» **ACTIVITY**
Stop after the line with "constructing an encoding."; until then, please copy every line of the records word for word from the first.

» **AVAILABLE RECORDS**
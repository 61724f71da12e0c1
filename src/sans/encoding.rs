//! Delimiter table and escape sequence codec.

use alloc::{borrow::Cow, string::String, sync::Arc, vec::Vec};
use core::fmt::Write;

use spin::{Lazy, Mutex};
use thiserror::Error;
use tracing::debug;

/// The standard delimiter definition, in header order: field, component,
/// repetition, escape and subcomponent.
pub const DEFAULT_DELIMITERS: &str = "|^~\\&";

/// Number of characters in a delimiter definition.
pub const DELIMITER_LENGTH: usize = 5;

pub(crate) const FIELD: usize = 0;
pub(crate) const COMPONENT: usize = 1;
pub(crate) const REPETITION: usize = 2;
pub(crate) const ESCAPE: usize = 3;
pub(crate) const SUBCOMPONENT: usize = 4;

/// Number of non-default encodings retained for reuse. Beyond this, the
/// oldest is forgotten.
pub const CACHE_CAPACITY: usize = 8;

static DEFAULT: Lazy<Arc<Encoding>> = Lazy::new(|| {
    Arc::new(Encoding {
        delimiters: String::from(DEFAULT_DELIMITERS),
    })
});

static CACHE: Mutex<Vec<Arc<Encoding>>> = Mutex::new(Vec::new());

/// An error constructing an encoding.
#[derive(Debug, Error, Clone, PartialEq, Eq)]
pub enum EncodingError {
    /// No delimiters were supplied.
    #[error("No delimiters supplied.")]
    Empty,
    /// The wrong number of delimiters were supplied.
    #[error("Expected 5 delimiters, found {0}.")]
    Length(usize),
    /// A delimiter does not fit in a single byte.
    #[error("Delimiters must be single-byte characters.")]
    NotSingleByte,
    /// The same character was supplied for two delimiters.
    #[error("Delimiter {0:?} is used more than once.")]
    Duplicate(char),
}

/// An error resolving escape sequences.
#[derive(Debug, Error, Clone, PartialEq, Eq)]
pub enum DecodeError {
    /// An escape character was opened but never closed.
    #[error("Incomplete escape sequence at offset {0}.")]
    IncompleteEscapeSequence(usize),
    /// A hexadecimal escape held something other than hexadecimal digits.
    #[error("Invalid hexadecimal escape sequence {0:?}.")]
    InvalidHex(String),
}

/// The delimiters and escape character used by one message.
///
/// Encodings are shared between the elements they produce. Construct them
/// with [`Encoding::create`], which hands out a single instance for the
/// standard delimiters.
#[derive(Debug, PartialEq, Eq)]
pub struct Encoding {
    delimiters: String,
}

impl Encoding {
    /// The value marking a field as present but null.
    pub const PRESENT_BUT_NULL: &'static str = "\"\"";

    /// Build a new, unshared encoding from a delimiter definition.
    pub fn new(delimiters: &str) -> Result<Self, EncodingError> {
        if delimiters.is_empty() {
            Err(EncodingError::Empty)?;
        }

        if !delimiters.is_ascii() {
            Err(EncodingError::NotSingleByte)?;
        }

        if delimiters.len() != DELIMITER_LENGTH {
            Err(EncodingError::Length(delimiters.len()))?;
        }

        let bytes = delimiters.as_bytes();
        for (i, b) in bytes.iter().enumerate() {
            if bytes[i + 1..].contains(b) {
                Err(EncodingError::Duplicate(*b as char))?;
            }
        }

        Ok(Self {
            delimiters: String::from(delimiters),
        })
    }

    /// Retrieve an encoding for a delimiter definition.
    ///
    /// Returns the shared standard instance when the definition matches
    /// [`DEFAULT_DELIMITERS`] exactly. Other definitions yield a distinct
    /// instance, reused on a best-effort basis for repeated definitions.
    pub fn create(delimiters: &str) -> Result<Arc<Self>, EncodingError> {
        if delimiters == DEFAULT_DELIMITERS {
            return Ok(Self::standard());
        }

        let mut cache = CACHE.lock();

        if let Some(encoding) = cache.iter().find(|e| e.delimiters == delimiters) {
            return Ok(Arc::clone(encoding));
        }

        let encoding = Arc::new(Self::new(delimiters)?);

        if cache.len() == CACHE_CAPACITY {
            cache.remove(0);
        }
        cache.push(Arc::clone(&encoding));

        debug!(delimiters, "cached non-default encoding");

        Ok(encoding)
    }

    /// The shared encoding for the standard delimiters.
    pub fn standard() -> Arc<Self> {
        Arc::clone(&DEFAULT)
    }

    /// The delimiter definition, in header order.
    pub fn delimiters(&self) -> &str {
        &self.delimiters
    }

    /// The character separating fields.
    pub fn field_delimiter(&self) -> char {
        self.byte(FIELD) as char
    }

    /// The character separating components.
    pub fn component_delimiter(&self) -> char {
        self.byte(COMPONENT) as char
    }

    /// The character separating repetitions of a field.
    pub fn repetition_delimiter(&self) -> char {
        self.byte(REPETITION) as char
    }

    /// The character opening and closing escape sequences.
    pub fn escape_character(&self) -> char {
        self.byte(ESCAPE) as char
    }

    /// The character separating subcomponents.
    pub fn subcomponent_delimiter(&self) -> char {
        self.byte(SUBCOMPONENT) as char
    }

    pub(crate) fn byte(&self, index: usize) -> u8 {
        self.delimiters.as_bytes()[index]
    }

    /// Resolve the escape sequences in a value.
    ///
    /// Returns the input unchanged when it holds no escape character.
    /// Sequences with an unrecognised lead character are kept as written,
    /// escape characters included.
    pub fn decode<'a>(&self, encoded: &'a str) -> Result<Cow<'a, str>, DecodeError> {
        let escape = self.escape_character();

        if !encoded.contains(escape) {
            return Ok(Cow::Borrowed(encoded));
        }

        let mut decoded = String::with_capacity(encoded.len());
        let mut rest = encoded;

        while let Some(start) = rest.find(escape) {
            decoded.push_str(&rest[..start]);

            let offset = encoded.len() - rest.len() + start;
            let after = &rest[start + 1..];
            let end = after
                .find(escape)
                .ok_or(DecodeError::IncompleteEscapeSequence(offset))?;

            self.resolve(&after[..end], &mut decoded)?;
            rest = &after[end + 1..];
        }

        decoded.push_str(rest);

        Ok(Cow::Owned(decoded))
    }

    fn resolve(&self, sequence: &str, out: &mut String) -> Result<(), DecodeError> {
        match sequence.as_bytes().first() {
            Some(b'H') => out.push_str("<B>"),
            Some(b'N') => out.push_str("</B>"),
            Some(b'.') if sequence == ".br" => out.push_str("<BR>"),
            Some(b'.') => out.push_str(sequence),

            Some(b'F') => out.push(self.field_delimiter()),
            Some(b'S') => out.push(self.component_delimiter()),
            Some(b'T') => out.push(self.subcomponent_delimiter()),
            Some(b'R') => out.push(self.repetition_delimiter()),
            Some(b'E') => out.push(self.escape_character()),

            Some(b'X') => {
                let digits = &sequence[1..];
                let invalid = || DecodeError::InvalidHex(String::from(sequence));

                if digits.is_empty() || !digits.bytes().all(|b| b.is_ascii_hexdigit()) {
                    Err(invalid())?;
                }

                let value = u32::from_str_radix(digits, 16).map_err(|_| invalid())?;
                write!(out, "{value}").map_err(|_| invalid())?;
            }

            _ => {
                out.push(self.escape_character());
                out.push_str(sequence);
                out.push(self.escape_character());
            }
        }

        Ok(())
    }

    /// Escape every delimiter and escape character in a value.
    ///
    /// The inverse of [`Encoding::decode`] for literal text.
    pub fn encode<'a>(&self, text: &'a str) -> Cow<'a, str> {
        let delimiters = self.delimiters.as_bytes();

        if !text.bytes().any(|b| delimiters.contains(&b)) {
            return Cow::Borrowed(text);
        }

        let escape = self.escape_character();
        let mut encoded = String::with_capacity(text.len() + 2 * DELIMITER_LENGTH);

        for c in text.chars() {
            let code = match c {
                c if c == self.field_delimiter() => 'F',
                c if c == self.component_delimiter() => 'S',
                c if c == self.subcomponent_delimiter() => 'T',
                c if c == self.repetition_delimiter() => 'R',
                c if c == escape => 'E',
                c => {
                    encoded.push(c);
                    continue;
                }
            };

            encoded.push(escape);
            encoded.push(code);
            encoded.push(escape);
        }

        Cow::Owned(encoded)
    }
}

» **RESPONSE FOR THIS EXERCISE**
repository 61724f71da12e0c1
filename src/sans/encoding.rs
//! Delimiter table and escape sequence codec.

use alloc::{borrow::Cow, string::String, sync::Arc, vec::Vec};
use core::fmt::Write;

use spin::{Lazy, Mutex};
use thiserror::Error;
use tracing::debug;

/// The standard delimiter definition, in header order: field, component,
/// repetition, escape and subcomponent.
pub const DEFAULT_DELIMITERS: &str = "|^~\\&";

/// Number of characters in a delimiter definition.
pub const DELIMITER_LENGTH: usize = 5;

pub(crate) const FIELD: usize = 0;
pub(crate) const COMPONENT: usize = 1;
pub(crate) const REPETITION: usize = 2;
pub(crate) const ESCAPE: usize = 3;
pub(crate) const SUBCOMPONENT: usize = 4;

/// Number of non-default encodings retained for reuse. Beyond this, the
/// oldest is forgotten.
pub const CACHE_CAPACITY: usize = 8;

static DEFAULT: Lazy<Arc<Encoding>> = Lazy::new(|| {
    Arc::new(Encoding {
        delimiters: String::from(DEFAULT_DELIMITERS),
    })
});

static CACHE: Mutex<Vec<Arc<Encoding>>> = Mutex::new(Vec::new());

/// An error constructing an encoding.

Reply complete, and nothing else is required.